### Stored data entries
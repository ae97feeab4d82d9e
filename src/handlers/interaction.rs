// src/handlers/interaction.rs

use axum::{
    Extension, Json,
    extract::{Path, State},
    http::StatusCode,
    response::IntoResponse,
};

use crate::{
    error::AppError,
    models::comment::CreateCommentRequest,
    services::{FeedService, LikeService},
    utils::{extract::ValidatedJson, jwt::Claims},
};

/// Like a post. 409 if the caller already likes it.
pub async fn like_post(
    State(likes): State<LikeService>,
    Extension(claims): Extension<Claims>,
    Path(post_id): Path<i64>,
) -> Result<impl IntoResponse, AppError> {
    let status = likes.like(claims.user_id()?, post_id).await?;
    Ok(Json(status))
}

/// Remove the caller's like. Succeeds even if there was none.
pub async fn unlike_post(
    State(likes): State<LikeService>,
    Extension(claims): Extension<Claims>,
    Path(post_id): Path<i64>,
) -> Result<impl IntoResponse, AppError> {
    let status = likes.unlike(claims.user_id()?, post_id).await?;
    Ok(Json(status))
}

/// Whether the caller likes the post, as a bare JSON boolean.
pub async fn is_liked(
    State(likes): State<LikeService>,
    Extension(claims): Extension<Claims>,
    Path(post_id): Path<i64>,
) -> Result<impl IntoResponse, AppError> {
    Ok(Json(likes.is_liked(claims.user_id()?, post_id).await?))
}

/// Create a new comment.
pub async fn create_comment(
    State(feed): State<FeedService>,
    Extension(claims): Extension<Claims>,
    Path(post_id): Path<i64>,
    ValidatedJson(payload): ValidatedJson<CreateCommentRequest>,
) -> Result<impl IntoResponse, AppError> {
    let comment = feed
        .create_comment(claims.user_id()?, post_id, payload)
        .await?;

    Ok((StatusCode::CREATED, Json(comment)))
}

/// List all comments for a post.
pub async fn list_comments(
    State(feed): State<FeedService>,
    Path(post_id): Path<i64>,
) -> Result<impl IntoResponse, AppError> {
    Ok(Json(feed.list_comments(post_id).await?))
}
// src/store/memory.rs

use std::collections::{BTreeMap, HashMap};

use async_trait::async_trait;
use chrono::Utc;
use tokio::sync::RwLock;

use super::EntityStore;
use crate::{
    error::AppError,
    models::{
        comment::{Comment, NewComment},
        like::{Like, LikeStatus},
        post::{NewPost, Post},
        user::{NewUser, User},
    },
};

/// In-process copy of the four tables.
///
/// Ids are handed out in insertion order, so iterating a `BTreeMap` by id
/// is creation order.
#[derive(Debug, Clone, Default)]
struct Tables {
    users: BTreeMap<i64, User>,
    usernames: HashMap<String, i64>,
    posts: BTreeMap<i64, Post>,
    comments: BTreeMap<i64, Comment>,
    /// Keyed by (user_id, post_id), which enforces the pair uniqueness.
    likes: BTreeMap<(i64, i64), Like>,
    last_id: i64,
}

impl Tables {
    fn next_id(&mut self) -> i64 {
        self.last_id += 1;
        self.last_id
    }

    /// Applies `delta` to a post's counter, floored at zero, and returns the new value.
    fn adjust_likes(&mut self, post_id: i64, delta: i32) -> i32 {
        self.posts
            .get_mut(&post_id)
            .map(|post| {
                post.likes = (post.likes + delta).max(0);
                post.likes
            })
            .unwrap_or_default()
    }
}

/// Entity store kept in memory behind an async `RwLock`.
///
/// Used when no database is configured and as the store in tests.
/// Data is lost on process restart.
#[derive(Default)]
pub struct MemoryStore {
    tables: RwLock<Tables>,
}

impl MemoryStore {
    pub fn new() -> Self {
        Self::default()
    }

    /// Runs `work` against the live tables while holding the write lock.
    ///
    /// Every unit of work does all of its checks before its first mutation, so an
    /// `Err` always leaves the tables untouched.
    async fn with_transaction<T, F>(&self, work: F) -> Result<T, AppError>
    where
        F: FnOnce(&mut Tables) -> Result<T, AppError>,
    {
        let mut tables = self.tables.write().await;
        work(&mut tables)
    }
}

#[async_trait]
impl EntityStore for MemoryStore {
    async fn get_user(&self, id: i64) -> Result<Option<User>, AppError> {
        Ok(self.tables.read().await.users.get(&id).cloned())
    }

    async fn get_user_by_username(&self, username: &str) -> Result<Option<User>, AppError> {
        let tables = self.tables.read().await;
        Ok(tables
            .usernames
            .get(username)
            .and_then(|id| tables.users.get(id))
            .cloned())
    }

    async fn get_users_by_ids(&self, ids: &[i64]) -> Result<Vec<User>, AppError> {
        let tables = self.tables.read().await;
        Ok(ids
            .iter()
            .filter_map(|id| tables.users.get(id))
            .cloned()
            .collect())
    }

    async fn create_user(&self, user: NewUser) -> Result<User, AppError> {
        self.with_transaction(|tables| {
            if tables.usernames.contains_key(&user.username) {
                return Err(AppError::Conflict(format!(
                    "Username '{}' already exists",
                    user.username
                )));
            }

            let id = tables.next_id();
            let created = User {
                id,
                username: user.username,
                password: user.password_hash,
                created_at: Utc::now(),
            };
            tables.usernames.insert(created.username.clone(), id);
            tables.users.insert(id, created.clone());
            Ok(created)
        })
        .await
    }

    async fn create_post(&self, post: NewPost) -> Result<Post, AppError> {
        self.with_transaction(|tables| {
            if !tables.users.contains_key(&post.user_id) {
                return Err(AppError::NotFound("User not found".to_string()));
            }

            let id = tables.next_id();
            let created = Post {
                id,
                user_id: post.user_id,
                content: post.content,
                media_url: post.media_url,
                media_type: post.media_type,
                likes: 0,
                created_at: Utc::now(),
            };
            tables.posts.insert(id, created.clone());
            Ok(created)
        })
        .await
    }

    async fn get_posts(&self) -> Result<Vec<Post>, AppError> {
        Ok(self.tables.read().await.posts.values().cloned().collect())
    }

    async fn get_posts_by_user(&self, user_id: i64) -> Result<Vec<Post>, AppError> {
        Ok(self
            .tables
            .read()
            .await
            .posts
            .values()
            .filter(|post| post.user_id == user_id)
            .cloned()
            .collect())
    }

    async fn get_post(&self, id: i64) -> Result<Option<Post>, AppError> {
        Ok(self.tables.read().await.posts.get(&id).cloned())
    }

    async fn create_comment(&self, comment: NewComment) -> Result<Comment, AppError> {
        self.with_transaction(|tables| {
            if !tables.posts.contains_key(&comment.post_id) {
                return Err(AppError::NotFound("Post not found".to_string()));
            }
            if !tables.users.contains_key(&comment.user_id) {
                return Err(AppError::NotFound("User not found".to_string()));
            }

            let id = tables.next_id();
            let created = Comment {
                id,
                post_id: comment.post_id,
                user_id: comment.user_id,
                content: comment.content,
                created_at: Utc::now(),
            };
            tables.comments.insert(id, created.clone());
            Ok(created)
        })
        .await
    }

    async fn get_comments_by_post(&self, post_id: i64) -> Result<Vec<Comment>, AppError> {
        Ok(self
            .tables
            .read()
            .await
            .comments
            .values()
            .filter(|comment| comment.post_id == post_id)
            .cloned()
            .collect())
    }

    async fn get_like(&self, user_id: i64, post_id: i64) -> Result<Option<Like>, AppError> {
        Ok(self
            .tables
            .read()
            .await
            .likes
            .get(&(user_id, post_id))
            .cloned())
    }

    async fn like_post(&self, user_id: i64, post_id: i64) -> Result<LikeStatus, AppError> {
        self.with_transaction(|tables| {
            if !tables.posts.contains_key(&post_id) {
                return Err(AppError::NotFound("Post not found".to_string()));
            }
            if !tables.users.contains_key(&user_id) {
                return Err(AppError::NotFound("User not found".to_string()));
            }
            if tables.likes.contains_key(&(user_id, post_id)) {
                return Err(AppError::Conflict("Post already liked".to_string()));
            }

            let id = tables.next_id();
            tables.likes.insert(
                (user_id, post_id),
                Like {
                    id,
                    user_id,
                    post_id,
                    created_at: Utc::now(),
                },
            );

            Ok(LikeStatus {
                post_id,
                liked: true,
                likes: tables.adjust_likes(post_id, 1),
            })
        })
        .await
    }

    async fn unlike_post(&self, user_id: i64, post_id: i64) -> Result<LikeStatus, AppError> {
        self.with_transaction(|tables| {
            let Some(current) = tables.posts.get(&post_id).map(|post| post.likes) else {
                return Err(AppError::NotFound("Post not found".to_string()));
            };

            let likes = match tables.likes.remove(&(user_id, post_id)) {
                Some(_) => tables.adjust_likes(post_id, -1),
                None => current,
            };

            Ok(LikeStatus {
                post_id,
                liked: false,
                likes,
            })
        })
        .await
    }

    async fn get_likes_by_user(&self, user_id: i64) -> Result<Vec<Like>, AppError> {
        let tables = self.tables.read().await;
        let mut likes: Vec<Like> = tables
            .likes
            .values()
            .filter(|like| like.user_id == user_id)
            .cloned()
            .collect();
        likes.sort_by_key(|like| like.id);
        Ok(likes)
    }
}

### Task statement
From the records, copy out each line that includes the string "CreateCommentRequest".

### Result below
    models::comment::CreateCommentRequest,
    ValidatedJson(payload): ValidatedJson<CreateCommentRequest>,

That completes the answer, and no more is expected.